Every city has an underworld. A vast network of dark and ghostly tunnels that stretches out in every direction beneath our unwitting feet, spiralling like the intricate silken web of a spider. You’ll be able to catch a glimpse of this secret mirror universe far below thanks to a brand new exhibition at the University of Sydney architecture school’s Tin Sheds Gallery.
Reopening the space on January 21 after the year that never was and running until February 19, Thresholds is a collaboration between artists Julia Davis and Lisa Jones that peeks behind an innocuous green door in Elizabeth Street’s St James station and dives headlong into the abandoned labyrinth beyond. The exhibition is comprised of goosebump-inducing photography of these silently brooding, spooky places alongside large-scale drawings inspired by the artists’ explorations and a video installation work that allows you to travel through the long lost times of subterranean Sydney.

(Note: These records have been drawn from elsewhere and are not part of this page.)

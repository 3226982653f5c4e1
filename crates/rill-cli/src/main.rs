use ariadne::{Config, Label, Report, ReportKind, Source};
use clap::{Parser as ClapParser, Subcommand};
use rill::expr::{ExprError, parse_expression};
use rill::{Snapshot, Value, compile};
use std::fs;
use std::path::PathBuf;
use std::sync::Arc;

#[derive(ClapParser)]
#[command(name = "rill")]
#[command(about = "Rill expression tooling")]
struct Cli {
    #[command(subcommand)]
    command: Commands,
}

#[derive(Subcommand)]
enum Commands {
    /// Check that an expression file parses
    Check {
        /// Path to a file containing one expression
        file: PathBuf,
    },
    /// Compile an expression and print its dependencies and client source
    Compile {
        /// The expression to compile
        expression: String,
    },
    /// Evaluate an expression against named inputs
    Eval {
        /// The expression to evaluate
        expression: String,
        /// Input values as name=json, e.g. --input count=3 --input user='{"age":30}'
        #[arg(long = "input")]
        inputs: Vec<String>,
    },
}

fn main() {
    let cli = Cli::parse();

    match cli.command {
        Commands::Check { file } => match fs::read_to_string(&file) {
            Ok(source) => {
                let filename = file.display().to_string();
                check_expression(source.trim(), &filename);
            }
            Err(e) => {
                eprintln!("Error reading file: {}", e);
                std::process::exit(1);
            }
        },
        Commands::Compile { expression } => {
            compile_expression(&expression);
        }
        Commands::Eval { expression, inputs } => {
            eval_expression(&expression, &inputs);
        }
    }
}

fn check_expression(source: &str, filename: &str) {
    match parse_expression(source) {
        Ok(_) => {
            eprintln!("{filename}: ok");
        }
        Err(errors) => {
            report_errors(&errors, filename, source);
            std::process::exit(1);
        }
    }
}

fn compile_expression(source: &str) {
    let compiled = match compile(source) {
        Ok(compiled) => compiled,
        Err(errors) => {
            report_errors(&errors, "<expression>", source);
            std::process::exit(1);
        }
    };
    let client = match compiled.client_source() {
        Ok(client) => serde_json::json!({ "source": client }),
        Err(error) => serde_json::json!({
            "serverOnly": error.construct.as_ref(),
            "reason": error.reason.as_ref(),
            "marker": compiled.client_source_or_marker(),
        }),
    };
    let dependencies: Vec<&str> = compiled
        .dependencies()
        .iter()
        .map(|name| name.as_ref())
        .collect();
    let output = serde_json::json!({
        "source": compiled.source(),
        "dependencies": dependencies,
        "client": client,
    });
    println!("{}", serde_json::to_string_pretty(&output).unwrap());
}

fn eval_expression(source: &str, inputs: &[String]) {
    let mut snapshot = Snapshot::new();
    for input in inputs {
        let Some((name, json)) = input.split_once('=') else {
            eprintln!("Invalid input '{input}': expected name=json");
            std::process::exit(1);
        };
        let value: Value = match serde_json::from_str(json) {
            Ok(value) => value,
            Err(e) => {
                eprintln!("Invalid value for '{name}': {e}");
                std::process::exit(1);
            }
        };
        snapshot.insert(Arc::from(name), value);
    }

    let compiled = match compile(source) {
        Ok(compiled) => compiled,
        Err(errors) => {
            report_errors(&errors, "<expression>", source);
            std::process::exit(1);
        }
    };
    for dependency in compiled.dependencies() {
        if !snapshot.contains_key(dependency.as_ref()) {
            eprintln!("Missing input: {dependency}");
            std::process::exit(1);
        }
    }
    match compiled.evaluate(&snapshot) {
        Ok(value) => {
            println!("{}", serde_json::to_string(&value).unwrap());
        }
        Err(message) => {
            eprintln!("Evaluation failed: {message}");
            std::process::exit(1);
        }
    }
}

fn report_errors(errors: &[ExprError], filename: &str, source: &str) {
    for error in errors {
        Report::build(ReportKind::Error, (filename, error.span.clone()))
            .with_config(Config::default().with_color(false))
            .with_message(&error.message)
            .with_label(Label::new((filename, error.span.clone())).with_message(&error.message))
            .finish()
            .eprint((filename, Source::from(source)))
            .unwrap();
    }
}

Torchlight tracks across surfaces layered thick with dust to reveal the subsumed histories of our built environment; the jagged pill of twisted metal and dynamite-blasted rubble, forgotten graffiti and old scores carved into concrete and sandstone. Walls glisten with crystalline forms a drip-dripping over decades, and old tree roots reclaim what was lost to them, curling around underground lakes that have never seen the sunlight.
It’s basically a training manual on how to become Gollum. Just add the one ring to bring them all, and in the darkness bind them.